Recently publicized swine flu not new, under surveillance since 2011: WHO expert
A World Health Organization expert said on Wednesday that the recently publicized swine flu in China was not new and that it's under close surveillance.
"It's important, I think, to reassure people that this is not a new virus — this is a virus that is under surveillance," said Dr Michael Ryan, executive director of the WHO Health Emergencies Program, at a press conference on Wednesday, adding "this is a finding from surveillance that's been carried out over many years."
The Eurasian avian-like H1N1 swine influenza virus has "been under surveillance by Chinese authorities and by the global influenza surveillance network around the world, and the WHO collaborating centers," Ryan said.

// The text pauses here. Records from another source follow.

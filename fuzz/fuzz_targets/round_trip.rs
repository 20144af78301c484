#![no_main]

use libfuzzer_sys::fuzz_target;
use num_bigint_dig::BigUint;

fuzz_target!(|data: &[u8]| {
    if data.len() < 10 {
        return;
    }

    // Keep the modulus within u32 so trial division stays fast under the fuzzer.
    let (head, rest) = data.split_at(4);
    let modulus = BigUint::from(u32::from_be_bytes(head.try_into().unwrap()));
    if modulus < BigUint::from(2u32) {
        return;
    }

    let (value, rest) = rest.split_at(4);
    let plaintext = BigUint::from(u32::from_be_bytes(value.try_into().unwrap())) % &modulus;

    let split = rest.len() / 2;
    let (key, tweak) = rest.split_at(split);

    if let Ok(ciphertext) = fe1::encrypt(&modulus, &plaintext, key, tweak) {
        assert!(ciphertext < modulus);
        let recovered = fe1::decrypt(&modulus, &ciphertext, key, tweak).unwrap();
        assert_eq!(recovered, plaintext);
    }
});
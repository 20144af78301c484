// Copyright 2025 Nelson Dominguez
// SPDX-License-Identifier: MIT OR Apache-2.0

use num_bigint_dig::BigUint;
use num_traits::Zero;

use crate::{Error, Result, MAX_MODULUS_BYTES};

/// Checks the shared preconditions of `encrypt` and `decrypt`.
///
/// All violations here are argument errors; primality of the modulus is
/// only discovered later, during factorization.
pub(crate) fn validate(
    modulus: &BigUint,
    value: &BigUint,
    key: &[u8],
    tweak: &[u8],
) -> Result<()> {
    if key.is_empty() {
        return Err(Error::EmptyKey);
    }
    if tweak.is_empty() {
        return Err(Error::EmptyTweak);
    }
    // The wire format prefixes the tweak with a 4-byte length.
    if u32::try_from(tweak.len()).is_err() {
        return Err(Error::TweakTooLong);
    }
    if value >= modulus {
        return Err(Error::InputOutOfRange {
            value: value.clone(),
            modulus: modulus.clone(),
        });
    }
    if *modulus < BigUint::from(2u32) {
        return Err(Error::ModulusTooSmall);
    }
    let width = (modulus.bits() + 7) / 8;
    if width > MAX_MODULUS_BYTES {
        return Err(Error::ModulusTooLarge(width));
    }
    Ok(())
}

/// Minimal unsigned big-endian encoding; zero encodes as the empty string.
pub(crate) fn unsigned_be_bytes(value: &BigUint) -> Vec<u8> {
    if value.is_zero() {
        Vec::new()
    } else {
        value.to_bytes_be()
    }
}

/// Narrows a validated modulus to `u128`.
///
/// Callers must have checked the [`MAX_MODULUS_BYTES`] bound first; a wider
/// value panics.
pub(crate) fn to_u128(value: &BigUint) -> u128 {
    let bytes = value.to_bytes_be();
    let mut buf = [0u8; 16];
    buf[16 - bytes.len()..].copy_from_slice(&bytes);
    u128::from_be_bytes(buf)
}

pub(crate) fn from_u128(value: u128) -> BigUint {
    BigUint::from_bytes_be(&value.to_be_bytes())
}
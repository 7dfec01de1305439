//! Serialization documents.
//!
//! Every entity converts to a flat document of its own columns. Nested
//! shapes are separate named views so a caller always knows which one it
//! gets:
//!
//! - [`UserProfileView`]: user + social accounts + favorite game ids
//! - [`GameDetailView`]: game + media + characteristics + genres
//! - [`CharacteristicView`]: characteristic + platform + current offers
//! - [`OfferView`]: price record + its store

use std::collections::BTreeMap;

use rust_decimal::Decimal;
use serde::Serialize;
use serde_json::Value;

use crate::catalog::{GameCharacteristic, Platform};
use crate::engagement::{Comment, Favorite, GameGenre, Genre};
use crate::error::DomainResult;
use crate::game::{Game, Media};
use crate::pricing::{current_offers, lowest_price, Comparative, Storefront};
use crate::user::{SocialAccount, User};

/// Deterministic conversion to a key-value document.
pub trait ToDocument: Serialize {
    fn to_document(&self) -> DomainResult<Value> {
        Ok(serde_json::to_value(self)?)
    }
}

impl ToDocument for User {}
impl ToDocument for SocialAccount {}
impl ToDocument for Game {}
impl ToDocument for Media {}
impl ToDocument for Platform {}
impl ToDocument for GameCharacteristic {}
impl ToDocument for Storefront {}
impl ToDocument for Comparative {}
impl ToDocument for Genre {}
impl ToDocument for GameGenre {}
impl ToDocument for Favorite {}
impl ToDocument for Comment {}

/// User document with linked accounts and favorites inlined.
///
/// Relationship fields are always present; unloaded relationships are empty.
#[derive(Debug, Clone, Serialize)]
pub struct UserProfileView {
    #[serde(flatten)]
    pub user: User,
    pub social_accounts: Vec<SocialAccount>,
    pub favorite_game_ids: Vec<i32>,
}

impl From<User> for UserProfileView {
    fn from(user: User) -> Self {
        Self {
            user,
            social_accounts: Vec::new(),
            favorite_game_ids: Vec::new(),
        }
    }
}

impl UserProfileView {
    pub fn with_social_accounts(mut self, mut accounts: Vec<SocialAccount>) -> Self {
        accounts.sort_by_key(|a| a.id);
        self.social_accounts = accounts;
        self
    }

    pub fn with_favorites(mut self, favorites: Vec<Favorite>) -> Self {
        let mut ids: Vec<i32> = favorites.into_iter().map(|f| f.game_id).collect();
        ids.sort_unstable();
        self.favorite_game_ids = ids;
        self
    }
}

impl ToDocument for UserProfileView {}

/// Current price at one store
#[derive(Debug, Clone, Serialize)]
pub struct OfferView {
    #[serde(flatten)]
    pub offer: Comparative,
    pub store: Option<Storefront>,
}

impl ToDocument for OfferView {}

/// Characteristic document with its platform and current offers inlined
#[derive(Debug, Clone, Serialize)]
pub struct CharacteristicView {
    #[serde(flatten)]
    pub characteristic: GameCharacteristic,
    pub platform: Option<Platform>,
    pub offers: Vec<OfferView>,
    pub lowest_price: Option<Decimal>,
}

impl CharacteristicView {
    /// Build the view from a characteristic and its price history.
    ///
    /// Only the newest record per store becomes an offer. Stores missing
    /// from `stores` are rendered as `null`.
    pub fn assemble(
        characteristic: GameCharacteristic,
        platform: Option<Platform>,
        history: Vec<Comparative>,
        stores: &BTreeMap<i32, Storefront>,
    ) -> Self {
        let latest = current_offers(history);
        let lowest_price = lowest_price(&latest);
        let offers = latest
            .into_iter()
            .map(|offer| OfferView {
                store: stores.get(&offer.stores_id).cloned(),
                offer,
            })
            .collect();

        Self {
            characteristic,
            platform,
            offers,
            lowest_price,
        }
    }
}

impl ToDocument for CharacteristicView {}

/// Game document with media, builds and genres inlined
#[derive(Debug, Clone, Serialize)]
pub struct GameDetailView {
    #[serde(flatten)]
    pub game: Game,
    pub media: Vec<Media>,
    pub characteristics: Vec<CharacteristicView>,
    pub genres: Vec<Genre>,
}

impl From<Game> for GameDetailView {
    fn from(game: Game) -> Self {
        Self {
            game,
            media: Vec::new(),
            characteristics: Vec::new(),
            genres: Vec::new(),
        }
    }
}

impl ToDocument for GameDetailView {}

#[cfg(test)]
mod tests {
    use super::*;
    use crate::user::{UserProfile, UserRole};
    use chrono::{TimeZone, Utc};

    fn user() -> User {
        User {
            id: 1,
            email: "a@x.com".to_string(),
            password_hash: "secret-hash".to_string(),
            profile: UserProfile {
                alias: Some("ax".to_string()),
                ..UserProfile::default()
            },
            is_active: true,
            role: UserRole::User,
            created_at: Utc.with_ymd_and_hms(2024, 1, 1, 0, 0, 0).unwrap(),
        }
    }

    #[test]
    fn test_user_document_is_flat_and_hides_password() {
        let doc = user().to_document().unwrap();

        assert_eq!(doc["email"], "a@x.com");
        assert_eq!(doc["alias"], "ax");
        assert_eq!(doc["role"], "user");
        assert!(doc.get("password_hash").is_none());
        assert!(doc.get("profile").is_none());
    }

    #[test]
    fn test_profile_without_accounts_has_empty_sequence() {
        let doc = UserProfileView::from(user()).to_document().unwrap();

        assert_eq!(doc["social_accounts"], serde_json::json!([]));
        assert_eq!(doc["favorite_game_ids"], serde_json::json!([]));
        assert_eq!(doc["email"], "a@x.com");
    }

    #[test]
    fn test_profile_orders_favorites() {
        let view = UserProfileView::from(user()).with_favorites(vec![
            Favorite { user_id: 1, game_id: 9 },
            Favorite { user_id: 1, game_id: 3 },
        ]);
        assert_eq!(view.favorite_game_ids, vec![3, 9]);
    }

    #[test]
    fn test_characteristic_view_uses_current_offers() {
        let characteristic = GameCharacteristic {
            id: 5,
            game_id: 1,
            platform_id: Some(2),
            filename: "f.txt".to_string(),
            filetype: None,
            size: None,
            minimum: None,
            recommended: None,
        };
        let at = |day| Utc.with_ymd_and_hms(2024, 2, day, 0, 0, 0).unwrap();
        let history = vec![
            Comparative {
                id: 1,
                characteristic_id: 5,
                offer_id: None,
                stores_id: 1,
                price: Decimal::new(2999, 2),
                price_date: at(1),
            },
            Comparative {
                id: 2,
                characteristic_id: 5,
                offer_id: None,
                stores_id: 1,
                price: Decimal::new(1999, 2),
                price_date: at(2),
            },
        ];
        let stores = BTreeMap::from([(
            1,
            Storefront {
                id: 1,
                url: "https://shop.example".to_string(),
                home_page: None,
            },
        )]);

        let view = CharacteristicView::assemble(characteristic, None, history, &stores);

        assert_eq!(view.offers.len(), 1);
        assert_eq!(view.offers[0].offer.id, 2);
        assert_eq!(view.lowest_price, Some(Decimal::new(1999, 2)));

        let doc = view.to_document().unwrap();
        assert_eq!(doc["filename"], "f.txt");
        assert_eq!(doc["offers"][0]["store"]["url"], "https://shop.example");
        assert!(doc["platform"].is_null());
    }
}
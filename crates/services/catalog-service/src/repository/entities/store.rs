//! Store database entity.

use sea_orm::entity::prelude::*;

use domain::Storefront;

#[derive(Clone, Debug, PartialEq, Eq, DeriveEntityModel)]
#[sea_orm(table_name = "stores")]
pub struct Model {
    #[sea_orm(primary_key)]
    pub id: i32,
    pub url: String,
    pub home_page: Option<String>,
}

#[derive(Copy, Clone, Debug, EnumIter, DeriveRelation)]
pub enum Relation {
    #[sea_orm(has_many = "super::comparative::Entity")]
    Comparatives,
}

impl Related<super::comparative::Entity> for Entity {
    fn to() -> RelationDef {
        Relation::Comparatives.def()
    }
}

impl ActiveModelBehavior for ActiveModel {}

impl From<Model> for Storefront {
    fn from(model: Model) -> Self {
        Storefront {
            id: model.id,
            url: model.url,
            home_page: model.home_page,
        }
    }
}
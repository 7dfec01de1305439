//! Game build database entity.
//!
//! `minimum` and `recommended` are JSON columns decoded straight into
//! `SystemRequirements`; a malformed document fails the query.

use sea_orm::entity::prelude::*;

use domain::{GameCharacteristic, SystemRequirements};

#[derive(Clone, Debug, PartialEq, Eq, DeriveEntityModel)]
#[sea_orm(table_name = "game_characteristics")]
pub struct Model {
    #[sea_orm(primary_key)]
    pub id: i32,
    pub game_id: i32,
    pub platform_id: Option<i32>,
    pub filename: String,
    pub filetype: Option<String>,
    pub size: Option<i64>,
    #[sea_orm(column_type = "Json", nullable)]
    pub minimum: Option<SystemRequirements>,
    #[sea_orm(column_type = "Json", nullable)]
    pub recommended: Option<SystemRequirements>,
}

#[derive(Copy, Clone, Debug, EnumIter, DeriveRelation)]
pub enum Relation {
    #[sea_orm(
        belongs_to = "super::game::Entity",
        from = "Column::GameId",
        to = "super::game::Column::Id"
    )]
    Game,
    #[sea_orm(
        belongs_to = "super::platform::Entity",
        from = "Column::PlatformId",
        to = "super::platform::Column::Id"
    )]
    Platform,
    #[sea_orm(has_many = "super::comparative::Entity")]
    Comparatives,
}

impl Related<super::game::Entity> for Entity {
    fn to() -> RelationDef {
        Relation::Game.def()
    }
}

impl Related<super::platform::Entity> for Entity {
    fn to() -> RelationDef {
        Relation::Platform.def()
    }
}

impl Related<super::comparative::Entity> for Entity {
    fn to() -> RelationDef {
        Relation::Comparatives.def()
    }
}

impl ActiveModelBehavior for ActiveModel {}

impl From<Model> for GameCharacteristic {
    fn from(model: Model) -> Self {
        GameCharacteristic {
            id: model.id,
            game_id: model.game_id,
            platform_id: model.platform_id,
            filename: model.filename,
            filetype: model.filetype,
            size: model.size,
            minimum: model.minimum,
            recommended: model.recommended,
        }
    }
}
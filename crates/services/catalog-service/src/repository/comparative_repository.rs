//! Price records.
//!
//! Records are append-only: a price change is recorded as a new row and
//! there is no update operation.

use async_trait::async_trait;
use sea_orm::{ActiveModelTrait, ColumnTrait, DatabaseConnection, EntityTrait, QueryFilter, QueryOrder, Set};

use super::cascade;
use super::entities::comparative::{self, ActiveModel, Entity as ComparativeEntity};
use common::{AppError, AppResult};
use domain::{Comparative, NewComparative};

#[cfg(any(test, feature = "test-utils"))]
use mockall::automock;

#[cfg_attr(any(test, feature = "test-utils"), automock)]
#[async_trait]
pub trait ComparativeRepository: Send + Sync {
    async fn find_by_id(&self, id: i32) -> AppResult<Option<Comparative>>;

    /// Price history of one build, oldest first
    async fn find_comparatives_by_characteristic(&self, characteristic_id: i32) -> AppResult<Vec<Comparative>>;

    /// Price histories of several builds in one query, oldest first
    async fn find_comparatives_by_characteristics(&self, characteristic_ids: &[i32]) -> AppResult<Vec<Comparative>>;

    /// Every price recorded at the store, oldest first
    async fn find_comparatives_by_store(&self, store_id: i32) -> AppResult<Vec<Comparative>>;

    /// Append a price record. A missing `price_date` means now.
    async fn record(&self, comparative: NewComparative) -> AppResult<Comparative>;

    async fn delete(&self, id: i32) -> AppResult<()>;
}

pub struct ComparativeStore {
    db: DatabaseConnection,
}

impl ComparativeStore {
    pub fn new(db: DatabaseConnection) -> Self {
        Self { db }
    }
}

#[async_trait]
impl ComparativeRepository for ComparativeStore {
    async fn find_by_id(&self, id: i32) -> AppResult<Option<Comparative>> {
        let result = ComparativeEntity::find_by_id(id)
            .one(&self.db)
            .await
            .map_err(AppError::from)?;

        Ok(result.map(Comparative::from))
    }

    async fn find_comparatives_by_characteristic(&self, characteristic_id: i32) -> AppResult<Vec<Comparative>> {
        let records = ComparativeEntity::find()
            .filter(comparative::Column::CharacteristicId.eq(characteristic_id))
            .order_by_asc(comparative::Column::PriceDate)
            .order_by_asc(comparative::Column::Id)
            .all(&self.db)
            .await
            .map_err(AppError::from)?;

        Ok(records.into_iter().map(Comparative::from).collect())
    }

    async fn find_comparatives_by_characteristics(&self, characteristic_ids: &[i32]) -> AppResult<Vec<Comparative>> {
        if characteristic_ids.is_empty() {
            return Ok(Vec::new());
        }

        let records = ComparativeEntity::find()
            .filter(comparative::Column::CharacteristicId.is_in(characteristic_ids.to_vec()))
            .order_by_asc(comparative::Column::PriceDate)
            .order_by_asc(comparative::Column::Id)
            .all(&self.db)
            .await
            .map_err(AppError::from)?;

        Ok(records.into_iter().map(Comparative::from).collect())
    }

    async fn find_comparatives_by_store(&self, store_id: i32) -> AppResult<Vec<Comparative>> {
        let records = ComparativeEntity::find()
            .filter(comparative::Column::StoresId.eq(store_id))
            .order_by_asc(comparative::Column::PriceDate)
            .order_by_asc(comparative::Column::Id)
            .all(&self.db)
            .await
            .map_err(AppError::from)?;

        Ok(records.into_iter().map(Comparative::from).collect())
    }

    async fn record(&self, comparative: NewComparative) -> AppResult<Comparative> {
        let active_model = ActiveModel {
            characteristic_id: Set(comparative.characteristic_id),
            offer_id: Set(comparative.offer_id),
            stores_id: Set(comparative.stores_id),
            price: Set(comparative.price),
            price_date: Set(comparative.price_date.unwrap_or_else(chrono::Utc::now)),
            ..Default::default()
        };

        let model = active_model.insert(&self.db).await.map_err(AppError::from)?;
        Ok(Comparative::from(model))
    }

    async fn delete(&self, id: i32) -> AppResult<()> {
        cascade::delete_row::<ComparativeEntity, _>(&self.db, id).await
    }
}
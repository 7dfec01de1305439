//! Service layer - Business logic implementations.

pub mod catalog_service;

pub use catalog_service::{CatalogManager, CatalogService};
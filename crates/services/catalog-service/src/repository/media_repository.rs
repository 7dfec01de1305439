//! Screenshots and trailers attached to games.

use async_trait::async_trait;
use sea_orm::{ActiveModelTrait, ColumnTrait, DatabaseConnection, EntityTrait, QueryFilter, QueryOrder, Set};

use super::cascade;
use super::entities::media::{self, ActiveModel, Entity as MediaEntity};
use common::{AppError, AppResult};
use domain::{Media, NewMedia};

#[cfg(any(test, feature = "test-utils"))]
use mockall::automock;

#[cfg_attr(any(test, feature = "test-utils"), automock)]
#[async_trait]
pub trait MediaRepository: Send + Sync {
    async fn find_by_id(&self, id: i32) -> AppResult<Option<Media>>;

    /// Media of the game, ordered by id
    async fn find_media_by_game(&self, game_id: i32) -> AppResult<Vec<Media>>;

    async fn create(&self, media: NewMedia) -> AppResult<Media>;

    async fn update_caption(&self, id: i32, caption: Option<String>) -> AppResult<Media>;

    async fn delete(&self, id: i32) -> AppResult<()>;
}

pub struct MediaStore {
    db: DatabaseConnection,
}

impl MediaStore {
    pub fn new(db: DatabaseConnection) -> Self {
        Self { db }
    }
}

#[async_trait]
impl MediaRepository for MediaStore {
    async fn find_by_id(&self, id: i32) -> AppResult<Option<Media>> {
        let result = MediaEntity::find_by_id(id)
            .one(&self.db)
            .await
            .map_err(AppError::from)?;

        Ok(result.map(Media::try_from).transpose()?)
    }

    async fn find_media_by_game(&self, game_id: i32) -> AppResult<Vec<Media>> {
        let media = MediaEntity::find()
            .filter(media::Column::GameId.eq(game_id))
            .order_by_asc(media::Column::Id)
            .all(&self.db)
            .await
            .map_err(AppError::from)?;

        Ok(media.into_iter().map(Media::try_from).collect::<Result<Vec<_>, _>>()?)
    }

    async fn create(&self, media: NewMedia) -> AppResult<Media> {
        let active_model = ActiveModel {
            game_id: Set(media.game_id),
            url: Set(media.url),
            caption: Set(media.caption),
            media_type: Set(media.media_type.as_str().to_string()),
            uploaded_at: Set(chrono::Utc::now()),
            ..Default::default()
        };

        let model = active_model.insert(&self.db).await.map_err(AppError::from)?;
        Ok(Media::try_from(model)?)
    }

    async fn update_caption(&self, id: i32, caption: Option<String>) -> AppResult<Media> {
        let media = MediaEntity::find_by_id(id)
            .one(&self.db)
            .await?
            .ok_or(AppError::NotFound)?;

        let mut active: ActiveModel = media.into();
        active.caption = Set(caption);

        let model = active.update(&self.db).await.map_err(AppError::from)?;
        Ok(Media::try_from(model)?)
    }

    async fn delete(&self, id: i32) -> AppResult<()> {
        cascade::delete_row::<MediaEntity, _>(&self.db, id).await
    }
}
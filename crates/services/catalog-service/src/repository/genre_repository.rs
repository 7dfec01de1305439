//! Genres and the game/genre tagging join table.
//!
//! Genres live in the `genders` table and tags in `game_genders`.

use async_trait::async_trait;
use sea_orm::{
    ActiveModelTrait, ColumnTrait, DatabaseConnection, EntityTrait, QueryFilter, QueryOrder, Set,
    TransactionTrait,
};

use super::cascade;
use super::entities::{
    game::{self, Entity as GameEntity},
    game_gender,
    gender::{self, ActiveModel, Entity as GenreEntity},
};
use common::{AppError, AppResult};
use domain::{DeletePolicy, Game, GameGenre, Genre};

#[cfg(any(test, feature = "test-utils"))]
use mockall::automock;

#[cfg_attr(any(test, feature = "test-utils"), automock)]
#[async_trait]
pub trait GenreRepository: Send + Sync {
    async fn find_by_id(&self, id: i32) -> AppResult<Option<Genre>>;

    async fn find_by_name(&self, name: &str) -> AppResult<Option<Genre>>;

    /// All genres, ordered by id
    async fn list(&self) -> AppResult<Vec<Genre>>;

    /// Create a genre. Names are unique.
    async fn create(&self, name: String) -> AppResult<Genre>;

    async fn rename(&self, id: i32, name: String) -> AppResult<Genre>;

    /// Delete a genre. `Cascade` also untags it from every game.
    async fn delete(&self, id: i32, policy: DeletePolicy) -> AppResult<()>;

    /// Tag a game with a genre. Tagging twice is a unique violation.
    async fn tag_game(&self, game_id: i32, genre_id: i32) -> AppResult<GameGenre>;

    async fn untag_game(&self, game_id: i32, genre_id: i32) -> AppResult<()>;

    /// Genres of the game, ordered by id
    async fn find_genres_by_game(&self, game_id: i32) -> AppResult<Vec<Genre>>;

    /// Games tagged with the genre, ordered by id
    async fn find_games_by_genre(&self, genre_id: i32) -> AppResult<Vec<Game>>;
}

pub struct GenreStore {
    db: DatabaseConnection,
}

impl GenreStore {
    pub fn new(db: DatabaseConnection) -> Self {
        Self { db }
    }
}

#[async_trait]
impl GenreRepository for GenreStore {
    async fn find_by_id(&self, id: i32) -> AppResult<Option<Genre>> {
        let result = GenreEntity::find_by_id(id)
            .one(&self.db)
            .await
            .map_err(AppError::from)?;

        Ok(result.map(Genre::from))
    }

    async fn find_by_name(&self, name: &str) -> AppResult<Option<Genre>> {
        let result = GenreEntity::find()
            .filter(gender::Column::Name.eq(name))
            .one(&self.db)
            .await
            .map_err(AppError::from)?;

        Ok(result.map(Genre::from))
    }

    async fn list(&self) -> AppResult<Vec<Genre>> {
        let genres = GenreEntity::find()
            .order_by_asc(gender::Column::Id)
            .all(&self.db)
            .await
            .map_err(AppError::from)?;

        Ok(genres.into_iter().map(Genre::from).collect())
    }

    async fn create(&self, name: String) -> AppResult<Genre> {
        let active_model = ActiveModel {
            name: Set(name),
            ..Default::default()
        };

        let model = active_model.insert(&self.db).await.map_err(AppError::from)?;
        Ok(Genre::from(model))
    }

    async fn rename(&self, id: i32, name: String) -> AppResult<Genre> {
        let genre = GenreEntity::find_by_id(id)
            .one(&self.db)
            .await?
            .ok_or(AppError::NotFound)?;

        let mut active: ActiveModel = genre.into();
        active.name = Set(name);

        let model = active.update(&self.db).await.map_err(AppError::from)?;
        Ok(Genre::from(model))
    }

    async fn delete(&self, id: i32, policy: DeletePolicy) -> AppResult<()> {
        if !policy.cascades() {
            return cascade::delete_row::<GenreEntity, _>(&self.db, id).await;
        }

        let txn = self.db.begin().await.map_err(AppError::from)?;
        cascade::clear_genre(&txn, id).await?;
        cascade::delete_row::<GenreEntity, _>(&txn, id).await?;
        txn.commit().await.map_err(AppError::from)?;

        tracing::debug!(genre_id = id, "Genre deleted and untagged");
        Ok(())
    }

    async fn tag_game(&self, game_id: i32, genre_id: i32) -> AppResult<GameGenre> {
        let active_model = game_gender::ActiveModel {
            game_id: Set(game_id),
            gender_id: Set(genre_id),
        };

        game_gender::Entity::insert(active_model)
            .exec_without_returning(&self.db)
            .await
            .map_err(AppError::from)?;

        Ok(GameGenre {
            game_id,
            gender_id: genre_id,
        })
    }

    async fn untag_game(&self, game_id: i32, genre_id: i32) -> AppResult<()> {
        let result = game_gender::Entity::delete_by_id((game_id, genre_id))
            .exec(&self.db)
            .await
            .map_err(AppError::from)?;

        if result.rows_affected == 0 {
            return Err(AppError::NotFound);
        }

        Ok(())
    }

    async fn find_genres_by_game(&self, game_id: i32) -> AppResult<Vec<Genre>> {
        let genres = GenreEntity::find()
            .inner_join(game_gender::Entity)
            .filter(game_gender::Column::GameId.eq(game_id))
            .order_by_asc(gender::Column::Id)
            .all(&self.db)
            .await
            .map_err(AppError::from)?;

        Ok(genres.into_iter().map(Genre::from).collect())
    }

    async fn find_games_by_genre(&self, genre_id: i32) -> AppResult<Vec<Game>> {
        let games = GameEntity::find()
            .inner_join(game_gender::Entity)
            .filter(game_gender::Column::GenderId.eq(genre_id))
            .order_by_asc(game::Column::Id)
            .all(&self.db)
            .await
            .map_err(AppError::from)?;

        Ok(games.into_iter().map(Game::from).collect())
    }
}
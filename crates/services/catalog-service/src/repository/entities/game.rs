//! Game database entity.

use sea_orm::entity::prelude::*;

use domain::Game;

#[derive(Clone, Debug, PartialEq, Eq, DeriveEntityModel)]
#[sea_orm(table_name = "games")]
pub struct Model {
    #[sea_orm(primary_key)]
    pub id: i32,
    pub title: String,
    pub is_active: bool,
    #[sea_orm(column_type = "Text", nullable)]
    pub description: Option<String>,
    pub release_date: Option<Date>,
    pub developer: Option<String>,
    pub publisher: Option<String>,
}

#[derive(Copy, Clone, Debug, EnumIter, DeriveRelation)]
pub enum Relation {
    #[sea_orm(has_many = "super::media::Entity")]
    Media,
    #[sea_orm(has_many = "super::favorite::Entity")]
    Favorites,
    #[sea_orm(has_many = "super::comment::Entity")]
    Comments,
    #[sea_orm(has_many = "super::game_characteristic::Entity")]
    GameCharacteristics,
    #[sea_orm(has_many = "super::game_gender::Entity")]
    GameGenders,
}

impl Related<super::media::Entity> for Entity {
    fn to() -> RelationDef {
        Relation::Media.def()
    }
}

impl Related<super::favorite::Entity> for Entity {
    fn to() -> RelationDef {
        Relation::Favorites.def()
    }
}

impl Related<super::comment::Entity> for Entity {
    fn to() -> RelationDef {
        Relation::Comments.def()
    }
}

impl Related<super::game_characteristic::Entity> for Entity {
    fn to() -> RelationDef {
        Relation::GameCharacteristics.def()
    }
}

impl Related<super::game_gender::Entity> for Entity {
    fn to() -> RelationDef {
        Relation::GameGenders.def()
    }
}

impl Related<super::gender::Entity> for Entity {
    fn to() -> RelationDef {
        super::game_gender::Relation::Gender.def()
    }

    fn via() -> Option<RelationDef> {
        Some(super::game_gender::Relation::Game.def().rev())
    }
}

impl ActiveModelBehavior for ActiveModel {}

impl From<Model> for Game {
    fn from(model: Model) -> Self {
        Game {
            id: model.id,
            title: model.title,
            is_active: model.is_active,
            description: model.description,
            release_date: model.release_date,
            developer: model.developer,
            publisher: model.publisher,
        }
    }
}
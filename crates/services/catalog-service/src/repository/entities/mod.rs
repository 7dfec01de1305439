//! SeaORM entity definitions
//!
//! These are database-specific entities separate from domain models.
//! Table and column names are the persisted wire contract.

pub mod comment;
pub mod comparative;
pub mod favorite;
pub mod game;
pub mod game_characteristic;
pub mod game_gender;
pub mod gender;
pub mod media;
pub mod platform;
pub mod social_account;
pub mod store;
pub mod user;
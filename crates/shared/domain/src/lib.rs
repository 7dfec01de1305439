//! Domain layer - Core catalog entities and value objects.
//!
//! This crate contains pure domain logic with no infrastructure dependencies.
//! The `database` feature only lets JSON documents be used as ORM columns.

pub mod catalog;
pub mod constants;
pub mod document;
pub mod engagement;
pub mod error;
pub mod game;
pub mod password;
pub mod policy;
pub mod pricing;
pub mod update;
pub mod user;

pub use catalog::{GameCharacteristic, NewGameCharacteristic, Platform, SystemRequirements, UpdateGameCharacteristic};
pub use constants::*;
pub use document::{CharacteristicView, GameDetailView, OfferView, ToDocument, UserProfileView};
pub use engagement::{Comment, Favorite, GameGenre, Genre, NewComment};
pub use error::{DomainError, DomainResult};
pub use game::{Game, Media, MediaKind, NewGame, NewMedia, UpdateGame};
pub use password::Password;
pub use policy::DeletePolicy;
pub use pricing::{Comparative, NewComparative, NewStorefront, Storefront, UpdateStorefront};
pub use user::{CreateUser, NewSocialAccount, NewUser, SocialAccount, UpdateUser, User, UserProfile, UserRole};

"It's been under surveillance since 2011 and in fact, the most recent publication is a publication of all of that surveillance data over that time and obviously reporting both on the evolution of this virus within the swine population but also in terms of occupational exposures to workers over that time," he explained.
A team of Chinese researchers had examined influenza viruses found in pigs from 2011 to 2018 and found the variant genotype 4 Eurasian avian-like H1N1 virus (G4 EA H1N1), according to a study recently published by the US journal, Proceedings of the National Academy of Sciences (PNAS).
"We constantly need to stay on the alert. We need to continue to carry out very very good surveillance on this G4 genotype and we expect that will continue in the coming months and years," Ryan emphasized.
"It's very important work ... carried out in collaboration with the WHO collaborating center at China CDC, the other collaborating centers around the world, including the WHO collaborating center for influenza at US CDC in Atlanta, and again shows the vital importance of the global influenza surveillance and response system," he added.